L’inflation plombe les sous-traitants
Si les résultats de l’horlogerie atteignent des records, l’activité des sous-traitants a également extrêmement bien redémarré. Mais ces derniers ne sont pas épargnés par les hausses de prix des matières premières, ainsi que par les difficultés pour recruter
La pandémie et l’arrêt total de la production avaient déjà poussé les prix des matières premières à la hausse, notamment le cuivre et l’acier. L’éclatement du conflit en Ukraine n’a fait que confirmer cette tendance, qui impacte les sous-traitants horlogers à différents degrés. Mais pour les principaux concernés, c’est le phénomène de fluctuation qui pose le plus de problèmes. «L’incertitude n’est jamais favorable à l’industrie», note François Billig, le patron d’Acrotec, l’un des plus grands sous-traitants de l’horlogerie helvétique basé à Develier, dans le Jura.
L’industriel jurassien souligne toutefois que les augmentations de ces derniers mois ne sont pas uniquement induites par les crises sanitaires ou géopolitiques. «Comme cela est souvent le cas, certains profitent de la situation pour spéculer et les prix ne correspondent pas à la réalité. Durant la pandémie, alors que la production était à l’arrêt et par conséquent la demande en berne, ils auraient dû baisser. Ce qui ne s’est pas produit. Et depuis le début du conflit en Ukraine, nous assistons à un véritable coup de fouet de cette tendance haussière.» Et le chef d’entreprise de comparer ce phénomène à celui du pétrole.

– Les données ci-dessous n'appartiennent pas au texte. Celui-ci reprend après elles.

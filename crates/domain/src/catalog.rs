use crate::MuscleGroup;

/// Preset exercises inserted into an empty store on first launch.
pub const PRESET_EXERCISES: &[(&str, MuscleGroup)] = &[
    ("Bench Press", MuscleGroup::Chest),
    ("Incline Bench Press", MuscleGroup::Chest),
    ("Dumbbell Flies", MuscleGroup::Chest),
    ("Cable Crossover", MuscleGroup::Chest),
    ("Push-ups", MuscleGroup::Chest),
    ("Barbell Row", MuscleGroup::Back),
    ("Pull-ups", MuscleGroup::Back),
    ("Lat Pulldown", MuscleGroup::Back),
    ("Seated Cable Row", MuscleGroup::Back),
    ("Deadlift", MuscleGroup::Back),
    ("Overhead Press", MuscleGroup::Shoulders),
    ("Lateral Raise", MuscleGroup::Shoulders),
    ("Face Pull", MuscleGroup::Shoulders),
    ("Front Raise", MuscleGroup::Shoulders),
    ("Squat", MuscleGroup::Legs),
    ("Romanian Deadlift", MuscleGroup::Legs),
    ("Leg Press", MuscleGroup::Legs),
    ("Lunges", MuscleGroup::Legs),
    ("Leg Curl", MuscleGroup::Legs),
    ("Leg Extension", MuscleGroup::Legs),
    ("Calf Raise", MuscleGroup::Legs),
    ("Barbell Curl", MuscleGroup::Arms),
    ("Dumbbell Curl", MuscleGroup::Arms),
    ("Tricep Pushdown", MuscleGroup::Arms),
    ("Skull Crushers", MuscleGroup::Arms),
    ("Hammer Curl", MuscleGroup::Arms),
    ("Plank", MuscleGroup::Core),
    ("Hanging Leg Raise", MuscleGroup::Core),
    ("Cable Crunch", MuscleGroup::Core),
];

#[cfg(test)]
mod tests {
    use std::collections::BTreeSet;

    use pretty_assertions::assert_eq;

    use super::*;

    #[test]
    fn test_preset_exercises() {
        assert_eq!(PRESET_EXERCISES.len(), 29);
        assert_eq!(
            PRESET_EXERCISES
                .iter()
                .map(|(name, _)| *name)
                .collect::<BTreeSet<_>>()
                .len(),
            29
        );
        assert_eq!(
            PRESET_EXERCISES
                .iter()
                .map(|(_, group)| *group)
                .collect::<BTreeSet<_>>(),
            MuscleGroup::iter().copied().collect::<BTreeSet<_>>()
        );
    }
}
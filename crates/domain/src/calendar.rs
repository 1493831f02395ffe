use std::collections::BTreeMap;

use chrono::{Datelike, Days, NaiveDate};

use crate::WorkoutID;

/// Number of cells in the calendar grid, six full weeks.
pub const CALENDAR_CELLS: usize = 42;

/// One cell of the workout calendar grid.
#[derive(Debug, Clone, Copy, PartialEq, Eq)]
pub struct CalendarDay {
    pub date: NaiveDate,
    pub in_month: bool,
    pub today: bool,
    pub workout_id: Option<WorkoutID>,
}

impl CalendarDay {
    #[must_use]
    pub fn day(&self) -> u32 {
        self.date.day()
    }

    #[must_use]
    pub fn has_workout(&self) -> bool {
        self.workout_id.is_some()
    }
}

/// Build the 42-cell grid for the given month (1-based): days of the
/// previous month to align the 1st onto a Monday-start week, the whole
/// target month, then days of the next month to fill six weeks.
///
/// An invalid year/month combination yields an empty grid.
#[must_use]
pub fn build_calendar_days(
    year: i32,
    month: u32,
    workouts: &BTreeMap<NaiveDate, WorkoutID>,
    today: NaiveDate,
) -> Vec<CalendarDay> {
    let Some(first_of_month) = NaiveDate::from_ymd_opt(year, month, 1) else {
        return Vec::new();
    };
    let offset = u64::from(first_of_month.weekday().num_days_from_monday());
    let start = first_of_month
        .checked_sub_days(Days::new(offset))
        .unwrap_or(first_of_month);

    start
        .iter_days()
        .take(CALENDAR_CELLS)
        .map(|date| CalendarDay {
            date,
            in_month: date.year() == year && date.month() == month,
            today: date == today,
            workout_id: workouts.get(&date).copied(),
        })
        .collect()
}

/// Count consecutive workout days ending at `today` or yesterday. The one
/// day of grace keeps a streak alive until the next workout is due.
///
/// `dates` must be distinct calendar days sorted in descending order.
#[must_use]
pub fn current_streak(dates: &[NaiveDate], today: NaiveDate) -> u32 {
    let Some(&most_recent) = dates.first() else {
        return 0;
    };
    if most_recent != today && Some(most_recent) != today.pred_opt() {
        return 0;
    }

    let mut streak = 1;
    let mut previous = most_recent;
    for &date in &dates[1..] {
        if previous.pred_opt() != Some(date) {
            break;
        }
        streak += 1;
        previous = date;
    }
    streak
}

/// Human-readable month heading, e.g. "June 2024".
#[must_use]
pub fn month_label(year: i32, month: u32) -> String {
    NaiveDate::from_ymd_opt(year, month, 1)
        .map_or_else(String::new, |date| date.format("%B %Y").to_string())
}

#[cfg(test)]
mod tests {
    use pretty_assertions::assert_eq;
    use rstest::rstest;

    use super::*;

    fn date(year: i32, month: u32, day: u32) -> NaiveDate {
        NaiveDate::from_ymd_opt(year, month, day).unwrap()
    }

    #[test]
    fn test_build_calendar_days_june_2024() {
        // 2024-06-01 is a Saturday, so the grid leads with Mon May 27.
        let days = build_calendar_days(2024, 6, &BTreeMap::new(), date(2024, 6, 10));

        assert_eq!(days.len(), CALENDAR_CELLS);
        assert_eq!(days[0].date, date(2024, 5, 27));
        let first_of_month = days.iter().position(|d| d.date == date(2024, 6, 1)).unwrap();
        assert_eq!(first_of_month, 5);
        assert!(days[first_of_month].in_month);
        assert!(days[..first_of_month].iter().all(|d| {
            !d.in_month && d.date.month() == 5
        }));
        assert_eq!(days.last().unwrap().date, date(2024, 7, 7));
        assert!(!days.last().unwrap().in_month);
        assert_eq!(
            days.iter().filter(|d| d.in_month).count(),
            30
        );
        assert_eq!(
            days.iter().find(|d| d.today).map(|d| d.date),
            Some(date(2024, 6, 10))
        );
    }

    #[test]
    fn test_build_calendar_days_month_starting_on_monday() {
        // 2024-07-01 is a Monday, no leading days.
        let days = build_calendar_days(2024, 7, &BTreeMap::new(), date(2024, 6, 10));

        assert_eq!(days.len(), CALENDAR_CELLS);
        assert_eq!(days[0].date, date(2024, 7, 1));
        assert!(days[0].in_month);
        assert!(days.iter().all(|d| !d.today));
    }

    #[test]
    fn test_build_calendar_days_marks_workouts() {
        let workouts = BTreeMap::from([
            (date(2024, 6, 3), WorkoutID::from(1)),
            (date(2024, 5, 28), WorkoutID::from(2)),
        ]);
        let days = build_calendar_days(2024, 6, &workouts, date(2024, 6, 10));

        let workout_days = days.iter().filter(|d| d.has_workout()).collect::<Vec<_>>();
        assert_eq!(workout_days.len(), 2);
        assert_eq!(workout_days[0].date, date(2024, 5, 28));
        assert_eq!(workout_days[0].workout_id, Some(2.into()));
        assert_eq!(workout_days[1].date, date(2024, 6, 3));
        assert_eq!(workout_days[1].workout_id, Some(1.into()));
        assert_eq!(workout_days[1].day(), 3);
    }

    #[test]
    fn test_build_calendar_days_invalid_month() {
        assert_eq!(
            build_calendar_days(2024, 13, &BTreeMap::new(), date(2024, 6, 10)),
            vec![]
        );
    }

    #[rstest]
    #[case::empty(&[], (2024, 6, 10), 0)]
    #[case::ends_today(&[(2024, 6, 10), (2024, 6, 9), (2024, 6, 8)], (2024, 6, 10), 3)]
    #[case::ends_yesterday(&[(2024, 6, 9), (2024, 6, 8)], (2024, 6, 10), 2)]
    #[case::grace_expired(&[(2024, 6, 10), (2024, 6, 9), (2024, 6, 8)], (2024, 6, 12), 0)]
    #[case::single_day(&[(2024, 6, 10)], (2024, 6, 10), 1)]
    #[case::stops_at_gap(&[(2024, 6, 10), (2024, 6, 9), (2024, 6, 7), (2024, 6, 6)], (2024, 6, 10), 2)]
    #[case::across_month_boundary(&[(2024, 6, 1), (2024, 5, 31), (2024, 5, 30)], (2024, 6, 1), 3)]
    fn test_current_streak(
        #[case] dates: &[(i32, u32, u32)],
        #[case] today: (i32, u32, u32),
        #[case] expected: u32,
    ) {
        assert_eq!(
            current_streak(
                &dates
                    .iter()
                    .map(|(y, m, d)| date(*y, *m, *d))
                    .collect::<Vec<_>>(),
                date(today.0, today.1, today.2),
            ),
            expected
        );
    }

    #[rstest]
    #[case(2024, 6, "June 2024")]
    #[case(2023, 12, "December 2023")]
    #[case(2024, 13, "")]
    fn test_month_label(#[case] year: i32, #[case] month: u32, #[case] expected: &str) {
        assert_eq!(month_label(year, month), expected);
    }
}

«Une forme de spéculation»
Un constat également partagé par Alain Marietta, administrateur de Metalem, fabricant de cadrans au Locle, et ancien président de la Chambre du commerce neuchâteloise. «La guerre en Ukraine est un prétexte dont usent certains pour augmenter les prix. Comme c’est régulièrement le cas lorsque des crises éclatent.» Les fournisseurs horlogers sont diversement impactés par ces augmentations des matières premières, qui ne menacent toutefois pas de manquer. Pour l’heure, pas de signe de pénurie à l’horizon.
Du côté des métaux, le cuivre, l’or et le titane subissent les plus fortes variations. David Guenin, patron de Gimmel Rouages, à Villiers (NE) qui fournit le très haut de gamme de l’horlogerie, souffre relativement peu du prix de ces matières premières auxquelles il a moins recours. Mais il n’en ressent pas moins les effets. «Une forme de spéculation est vraiment perceptible et on assiste surtout à un effet de cascade. Tous les fournisseurs et sous-traitants annoncent une hausse des prix de 2 à 5%, y compris pour les services.»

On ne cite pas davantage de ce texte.